Material shown »
══════════════════════════════

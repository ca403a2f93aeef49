use std::fs;
use std::io::Write;
use std::path::Path;

use serde_json::{Map, Value};
use tempfile::NamedTempFile;

use crate::error::{Result, StorylineError};

pub const NARRATIVE_LINES: &str = "narrativeLines";
pub const STORY_UNITS: &str = "storyUnits";
pub const PROMISES: &str = "promises";
pub const THEMATIC_QUESTIONS: &str = "thematicQuestions";
const UPDATED_AT: &str = "updatedAt";

/// The project document, held whole in memory.
///
/// The root object keeps its key order and untouched numbers keep their exact
/// text, so records the caller never touches are written back unchanged.
#[derive(Debug, Clone, PartialEq)]
pub struct ProjectDocument {
    root: Map<String, Value>,
}

impl ProjectDocument {
    /// Read and parse the document at `path`
    pub fn open(path: &Path) -> Result<Self> {
        let text = fs::read_to_string(path)?;
        let doc = Self::parse(&text)?;
        tracing::debug!(path = %path.display(), bytes = text.len(), "loaded project document");
        Ok(doc)
    }

    /// Parse a document from JSON text
    pub fn parse(text: &str) -> Result<Self> {
        let value: Value = serde_json::from_str(text)?;
        match value {
            Value::Object(root) => Ok(Self { root }),
            other => Err(StorylineError::InvalidDocument(format!(
                "expected an object at the root, found {}",
                value_kind(&other)
            ))),
        }
    }

    /// Serialize with two-space indentation; non-ASCII text is kept literal.
    pub fn to_pretty_string(&self) -> Result<String> {
        Ok(serde_json::to_string_pretty(&self.root)?)
    }

    /// Write the document to `path` in one step.
    ///
    /// The text goes to a fresh temporary file in the same directory, which
    /// takes over the permissions of the existing document and is then
    /// renamed over `path`. A failed run never leaves a half-written document.
    pub fn save(&self, path: &Path) -> Result<()> {
        let text = self.to_pretty_string()?;
        let dir = match path.parent() {
            Some(dir) if !dir.as_os_str().is_empty() => dir,
            _ => Path::new("."),
        };

        let mut tmp = NamedTempFile::new_in(dir)?;
        tmp.write_all(text.as_bytes())?;
        if let Ok(meta) = fs::metadata(path) {
            tmp.as_file().set_permissions(meta.permissions())?;
        }
        tmp.as_file().sync_all()?;
        tmp.persist(path).map_err(|e| e.error)?;

        tracing::debug!(path = %path.display(), bytes = text.len(), "saved project document");
        Ok(())
    }

    pub fn root(&self) -> &Map<String, Value> {
        &self.root
    }

    pub fn narrative_lines(&self) -> Result<&[Value]> {
        self.required(NARRATIVE_LINES)
    }

    pub fn narrative_lines_mut(&mut self) -> Result<&mut Vec<Value>> {
        self.required_mut(NARRATIVE_LINES)
    }

    pub fn story_units(&self) -> Result<&[Value]> {
        self.required(STORY_UNITS)
    }

    pub fn story_units_mut(&mut self) -> Result<&mut Vec<Value>> {
        self.required_mut(STORY_UNITS)
    }

    /// `None` when the document has no promises
    pub fn promises_mut(&mut self) -> Option<&mut Vec<Value>> {
        self.optional_mut(PROMISES)
    }

    /// `None` when the document has no thematic questions
    pub fn thematic_questions_mut(&mut self) -> Option<&mut Vec<Value>> {
        self.optional_mut(THEMATIC_QUESTIONS)
    }

    pub fn updated_at(&self) -> Option<&str> {
        self.root.get(UPDATED_AT).and_then(Value::as_str)
    }

    pub fn set_updated_at(&mut self, timestamp: &str) {
        self.root.insert(UPDATED_AT.to_string(), Value::from(timestamp));
    }

    fn required(&self, key: &'static str) -> Result<&[Value]> {
        match self.root.get(key) {
            Some(Value::Array(items)) => Ok(items),
            _ => Err(StorylineError::MissingCollection(key)),
        }
    }

    fn required_mut(&mut self, key: &'static str) -> Result<&mut Vec<Value>> {
        match self.root.get_mut(key) {
            Some(Value::Array(items)) => Ok(items),
            _ => Err(StorylineError::MissingCollection(key)),
        }
    }

    fn optional_mut(&mut self, key: &str) -> Option<&mut Vec<Value>> {
        match self.root.get_mut(key) {
            Some(Value::Array(items)) => Some(items),
            _ => None,
        }
    }
}

/// The `id` of a record, if it has a string one
pub fn record_id(record: &Value) -> Option<&str> {
    record.get("id").and_then(Value::as_str)
}

fn value_kind(value: &Value) -> &'static str {
    match value {
        Value::Null => "null",
        Value::Bool(_) => "a boolean",
        Value::Number(_) => "a number",
        Value::String(_) => "a string",
        Value::Array(_) => "an array",
        Value::Object(_) => "an object",
    }
}

#[cfg(test)]
mod tests {
    use super::*;
    use tempfile::TempDir;

    const SAMPLE: &str = r#"{
  "name": "Les vestiges",
  "narrativeLines": [
    {
      "id": "line-guerre",
      "weight": 0.6,
      "status": "dormant",
      "history": []
    }
  ],
  "storyUnits": [],
  "updatedAt": "2026-02-18T06:00:00.000Z"
}"#;

    #[test]
    fn test_parse_and_access_collections() {
        let mut doc = ProjectDocument::parse(SAMPLE).unwrap();
        assert_eq!(doc.narrative_lines().unwrap().len(), 1);
        assert!(doc.story_units().unwrap().is_empty());
        assert!(doc.promises_mut().is_none());
        assert!(doc.thematic_questions_mut().is_none());
        assert_eq!(doc.updated_at(), Some("2026-02-18T06:00:00.000Z"));
    }

    #[test]
    fn test_missing_required_collection() {
        let mut doc = ProjectDocument::parse(r#"{"narrativeLines": []}"#).unwrap();
        match doc.story_units_mut() {
            Err(StorylineError::MissingCollection(name)) => assert_eq!(name, "storyUnits"),
            other => panic!("Expected MissingCollection, got {:?}", other),
        }
    }

    #[test]
    fn test_non_object_root_is_rejected() {
        let err = ProjectDocument::parse("[1, 2]").unwrap_err();
        assert!(matches!(err, StorylineError::InvalidDocument(_)));
        assert!(err.to_string().contains("an array"));
    }

    #[test]
    fn test_malformed_json_is_rejected() {
        let err = ProjectDocument::parse("{\"narrativeLines\": [").unwrap_err();
        assert!(matches!(err, StorylineError::Json(_)));
    }

    #[test]
    fn test_pretty_output_matches_input_layout() {
        let doc = ProjectDocument::parse(SAMPLE).unwrap();
        let text = doc.to_pretty_string().unwrap();
        assert_eq!(text, SAMPLE);
    }

    #[test]
    fn test_non_ascii_is_written_literally() {
        let doc = ProjectDocument::parse(r#"{"name":"Scène d'ouverture — Épilogue"}"#).unwrap();
        let text = doc.to_pretty_string().unwrap();
        assert!(text.contains("Scène d'ouverture — Épilogue"));
        assert!(!text.contains("\\u"));
    }

    #[test]
    fn test_save_replaces_file_and_leaves_no_temp() {
        let tmp = TempDir::new().unwrap();
        let path = tmp.path().join("project.json");
        fs::write(&path, SAMPLE).unwrap();

        let mut doc = ProjectDocument::open(&path).unwrap();
        doc.set_updated_at("2026-02-19T06:00:00.000Z");
        doc.save(&path).unwrap();

        let reopened = ProjectDocument::open(&path).unwrap();
        assert_eq!(reopened.updated_at(), Some("2026-02-19T06:00:00.000Z"));
        let entries: Vec<_> = fs::read_dir(tmp.path()).unwrap().collect();
        assert_eq!(entries.len(), 1);
    }

    #[test]
    fn test_save_keeps_stray_files_next_to_document() {
        let tmp = TempDir::new().unwrap();
        let path = tmp.path().join("project.json");
        let stray = tmp.path().join(".project.json.tmp");
        fs::write(&path, SAMPLE).unwrap();
        fs::write(&stray, "brouillon").unwrap();

        ProjectDocument::open(&path).unwrap().save(&path).unwrap();

        assert_eq!(fs::read_to_string(&stray).unwrap(), "brouillon");
        assert_eq!(fs::read_to_string(&path).unwrap(), SAMPLE);
    }

    #[cfg(unix)]
    #[test]
    fn test_save_keeps_permissions() {
        use std::os::unix::fs::PermissionsExt;

        let tmp = TempDir::new().unwrap();
        let path = tmp.path().join("project.json");
        fs::write(&path, SAMPLE).unwrap();
        fs::set_permissions(&path, fs::Permissions::from_mode(0o640)).unwrap();

        ProjectDocument::open(&path).unwrap().save(&path).unwrap();

        let mode = fs::metadata(&path).unwrap().permissions().mode();
        assert_eq!(mode & 0o777, 0o640);
    }

    #[test]
    fn test_numbers_keep_their_text() {
        let text = r#"{
  "wordCount": 123456789012345678901234,
  "ratio": 0.1,
  "negative": -18446744073709551617
}"#;
        let doc = ProjectDocument::parse(text).unwrap();
        assert_eq!(doc.to_pretty_string().unwrap(), text);
    }

    #[test]
    fn test_open_missing_file_fails() {
        let tmp = TempDir::new().unwrap();
        let err = ProjectDocument::open(&tmp.path().join("absent.json")).unwrap_err();
        assert!(matches!(err, StorylineError::Io(_)));
    }

    #[test]
    fn test_record_id() {
        let record = serde_json::json!({"id": "promise-helena-plan"});
        assert_eq!(record_id(&record), Some("promise-helena-plan"));
        assert_eq!(record_id(&serde_json::json!({"id": 3})), None);
    }
}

══════════════════════════════

Work item » Beginning with the line containing "tmp.as_file().sync_all()?;" in the material above, copy every line exactly until you have copied the line containing "pub fn narrative_lines_mut(&mut".

Answer section »
        tmp.as_file().sync_all()?;
        tmp.persist(path).map_err(|e| e.error)?;

        tracing::debug!(path = %path.display(), bytes = text.len(), "saved project document");
        Ok(())
    }

    pub fn root(&self) -> &Map<String, Value> {
        &self.root
    }

    pub fn narrative_lines(&self) -> Result<&[Value]> {
        self.required(NARRATIVE_LINES)
    }

    pub fn narrative_lines_mut(&mut self) -> Result<&mut Vec<Value>> {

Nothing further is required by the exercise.